Start at the line with "assert!(second.is_closed().await);" in the records below, stop at the line with "match next_event(&mut events).await", and return every line in that span exactly, the two end lines included.

> _Input for this task_
-*-*-

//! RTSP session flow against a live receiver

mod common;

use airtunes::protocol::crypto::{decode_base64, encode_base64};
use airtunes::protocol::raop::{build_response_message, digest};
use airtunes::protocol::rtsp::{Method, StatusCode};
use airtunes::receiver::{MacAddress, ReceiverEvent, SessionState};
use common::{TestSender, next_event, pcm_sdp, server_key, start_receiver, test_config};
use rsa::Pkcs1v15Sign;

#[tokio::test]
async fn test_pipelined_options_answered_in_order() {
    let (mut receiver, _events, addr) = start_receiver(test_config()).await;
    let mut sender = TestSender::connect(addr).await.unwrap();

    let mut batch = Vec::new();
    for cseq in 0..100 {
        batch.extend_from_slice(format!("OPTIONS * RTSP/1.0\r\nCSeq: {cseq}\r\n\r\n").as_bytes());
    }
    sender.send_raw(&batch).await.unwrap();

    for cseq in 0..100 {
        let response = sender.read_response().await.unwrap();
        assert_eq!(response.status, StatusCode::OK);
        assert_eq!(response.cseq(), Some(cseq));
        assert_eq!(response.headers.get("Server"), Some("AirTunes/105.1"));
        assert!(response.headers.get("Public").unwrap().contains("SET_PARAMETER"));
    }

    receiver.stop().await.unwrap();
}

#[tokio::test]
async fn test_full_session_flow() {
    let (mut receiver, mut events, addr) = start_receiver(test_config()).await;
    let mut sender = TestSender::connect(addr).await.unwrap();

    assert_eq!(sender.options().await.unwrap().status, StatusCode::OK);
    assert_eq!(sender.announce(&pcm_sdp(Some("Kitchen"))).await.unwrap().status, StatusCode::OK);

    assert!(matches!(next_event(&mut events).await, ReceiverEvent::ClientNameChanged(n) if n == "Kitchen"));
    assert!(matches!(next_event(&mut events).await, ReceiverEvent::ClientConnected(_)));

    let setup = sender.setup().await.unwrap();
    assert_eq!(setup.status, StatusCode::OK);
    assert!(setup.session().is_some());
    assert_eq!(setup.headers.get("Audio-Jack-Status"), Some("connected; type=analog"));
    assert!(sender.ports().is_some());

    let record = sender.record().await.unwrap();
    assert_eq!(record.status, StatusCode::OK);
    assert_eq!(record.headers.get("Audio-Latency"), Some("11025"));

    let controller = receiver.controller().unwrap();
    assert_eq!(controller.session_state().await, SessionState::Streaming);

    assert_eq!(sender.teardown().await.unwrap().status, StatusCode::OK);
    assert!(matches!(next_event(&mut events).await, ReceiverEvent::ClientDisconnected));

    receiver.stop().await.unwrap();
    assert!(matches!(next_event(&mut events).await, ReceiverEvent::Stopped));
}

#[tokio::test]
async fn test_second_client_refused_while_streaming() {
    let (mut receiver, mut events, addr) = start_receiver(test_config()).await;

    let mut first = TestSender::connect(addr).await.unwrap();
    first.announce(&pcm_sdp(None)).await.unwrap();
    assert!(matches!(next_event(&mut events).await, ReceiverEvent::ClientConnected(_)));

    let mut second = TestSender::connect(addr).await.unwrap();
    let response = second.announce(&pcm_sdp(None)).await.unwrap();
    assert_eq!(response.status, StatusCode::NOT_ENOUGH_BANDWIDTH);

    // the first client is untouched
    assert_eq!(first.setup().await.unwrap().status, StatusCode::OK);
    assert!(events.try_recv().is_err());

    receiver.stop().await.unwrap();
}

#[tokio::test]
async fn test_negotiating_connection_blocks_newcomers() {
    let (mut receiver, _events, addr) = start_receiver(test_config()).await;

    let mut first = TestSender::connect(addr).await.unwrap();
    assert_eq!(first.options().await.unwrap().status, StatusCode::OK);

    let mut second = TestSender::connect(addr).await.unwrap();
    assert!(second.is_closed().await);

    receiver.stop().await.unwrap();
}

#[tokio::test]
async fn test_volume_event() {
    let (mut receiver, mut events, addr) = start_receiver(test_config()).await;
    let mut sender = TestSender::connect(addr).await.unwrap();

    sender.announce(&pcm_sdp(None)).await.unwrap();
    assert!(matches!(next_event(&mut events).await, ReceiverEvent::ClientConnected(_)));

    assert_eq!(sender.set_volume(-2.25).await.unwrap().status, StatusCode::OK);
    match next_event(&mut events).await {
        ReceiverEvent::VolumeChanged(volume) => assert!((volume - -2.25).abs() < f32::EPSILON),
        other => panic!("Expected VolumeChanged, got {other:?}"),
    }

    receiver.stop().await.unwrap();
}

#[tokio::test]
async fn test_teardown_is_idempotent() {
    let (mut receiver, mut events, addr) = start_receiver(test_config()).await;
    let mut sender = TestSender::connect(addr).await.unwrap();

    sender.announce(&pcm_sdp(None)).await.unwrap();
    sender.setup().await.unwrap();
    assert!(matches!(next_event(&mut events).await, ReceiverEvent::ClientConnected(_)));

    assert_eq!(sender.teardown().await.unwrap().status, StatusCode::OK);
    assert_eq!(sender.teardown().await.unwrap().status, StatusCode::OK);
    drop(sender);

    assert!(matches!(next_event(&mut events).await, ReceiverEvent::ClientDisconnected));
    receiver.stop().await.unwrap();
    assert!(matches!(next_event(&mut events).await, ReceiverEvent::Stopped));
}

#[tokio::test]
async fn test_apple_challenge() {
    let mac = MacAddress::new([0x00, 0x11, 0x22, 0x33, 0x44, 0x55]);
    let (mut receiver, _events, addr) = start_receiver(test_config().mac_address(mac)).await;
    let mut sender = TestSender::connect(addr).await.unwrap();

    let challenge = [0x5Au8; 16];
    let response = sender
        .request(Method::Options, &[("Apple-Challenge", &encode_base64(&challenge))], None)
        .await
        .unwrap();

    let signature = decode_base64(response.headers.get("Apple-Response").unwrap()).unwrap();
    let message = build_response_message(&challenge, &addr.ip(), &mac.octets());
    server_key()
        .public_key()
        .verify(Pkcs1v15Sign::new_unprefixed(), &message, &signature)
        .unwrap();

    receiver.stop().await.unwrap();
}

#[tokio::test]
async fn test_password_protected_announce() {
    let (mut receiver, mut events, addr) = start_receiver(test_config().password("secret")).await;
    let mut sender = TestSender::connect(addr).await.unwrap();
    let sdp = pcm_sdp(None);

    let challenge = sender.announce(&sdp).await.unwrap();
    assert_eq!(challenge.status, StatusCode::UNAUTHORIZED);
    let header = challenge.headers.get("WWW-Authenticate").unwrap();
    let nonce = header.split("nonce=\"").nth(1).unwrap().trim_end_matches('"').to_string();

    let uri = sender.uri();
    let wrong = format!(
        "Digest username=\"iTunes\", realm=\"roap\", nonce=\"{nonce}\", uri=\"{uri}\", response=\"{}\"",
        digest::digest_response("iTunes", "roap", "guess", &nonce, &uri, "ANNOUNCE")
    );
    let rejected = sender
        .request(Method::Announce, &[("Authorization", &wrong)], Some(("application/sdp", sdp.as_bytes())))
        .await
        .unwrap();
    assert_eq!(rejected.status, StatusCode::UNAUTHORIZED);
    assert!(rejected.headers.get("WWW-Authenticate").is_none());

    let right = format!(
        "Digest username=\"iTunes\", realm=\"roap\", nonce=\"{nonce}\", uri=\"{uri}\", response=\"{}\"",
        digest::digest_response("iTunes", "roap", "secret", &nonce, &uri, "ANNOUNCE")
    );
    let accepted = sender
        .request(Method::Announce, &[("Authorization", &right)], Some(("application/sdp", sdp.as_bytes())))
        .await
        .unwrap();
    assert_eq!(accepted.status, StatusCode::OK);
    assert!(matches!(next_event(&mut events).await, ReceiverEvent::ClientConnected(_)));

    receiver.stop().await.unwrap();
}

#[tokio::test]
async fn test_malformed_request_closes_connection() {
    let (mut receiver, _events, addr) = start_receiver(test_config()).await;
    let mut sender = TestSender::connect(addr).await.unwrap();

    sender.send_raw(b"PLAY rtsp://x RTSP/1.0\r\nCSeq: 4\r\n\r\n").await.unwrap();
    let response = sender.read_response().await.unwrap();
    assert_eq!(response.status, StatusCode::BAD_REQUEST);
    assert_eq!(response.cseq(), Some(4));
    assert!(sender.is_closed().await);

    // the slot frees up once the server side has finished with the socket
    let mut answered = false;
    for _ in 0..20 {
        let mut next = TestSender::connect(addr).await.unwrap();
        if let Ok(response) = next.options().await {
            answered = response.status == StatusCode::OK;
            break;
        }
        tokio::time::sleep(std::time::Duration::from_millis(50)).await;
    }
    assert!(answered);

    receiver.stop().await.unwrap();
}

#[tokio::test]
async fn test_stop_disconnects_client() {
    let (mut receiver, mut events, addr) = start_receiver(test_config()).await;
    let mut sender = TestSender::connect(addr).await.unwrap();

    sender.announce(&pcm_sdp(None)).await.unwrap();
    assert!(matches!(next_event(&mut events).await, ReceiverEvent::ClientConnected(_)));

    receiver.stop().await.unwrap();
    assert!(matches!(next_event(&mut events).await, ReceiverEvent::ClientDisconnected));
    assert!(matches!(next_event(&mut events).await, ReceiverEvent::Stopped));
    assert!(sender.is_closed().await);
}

-*-*-

> _Response_
    assert!(second.is_closed().await);

    receiver.stop().await.unwrap();
}

#[tokio::test]
async fn test_volume_event() {
    let (mut receiver, mut events, addr) = start_receiver(test_config()).await;
    let mut sender = TestSender::connect(addr).await.unwrap();

    sender.announce(&pcm_sdp(None)).await.unwrap();
    assert!(matches!(next_event(&mut events).await, ReceiverEvent::ClientConnected(_)));

    assert_eq!(sender.set_volume(-2.25).await.unwrap().status, StatusCode::OK);
    match next_event(&mut events).await {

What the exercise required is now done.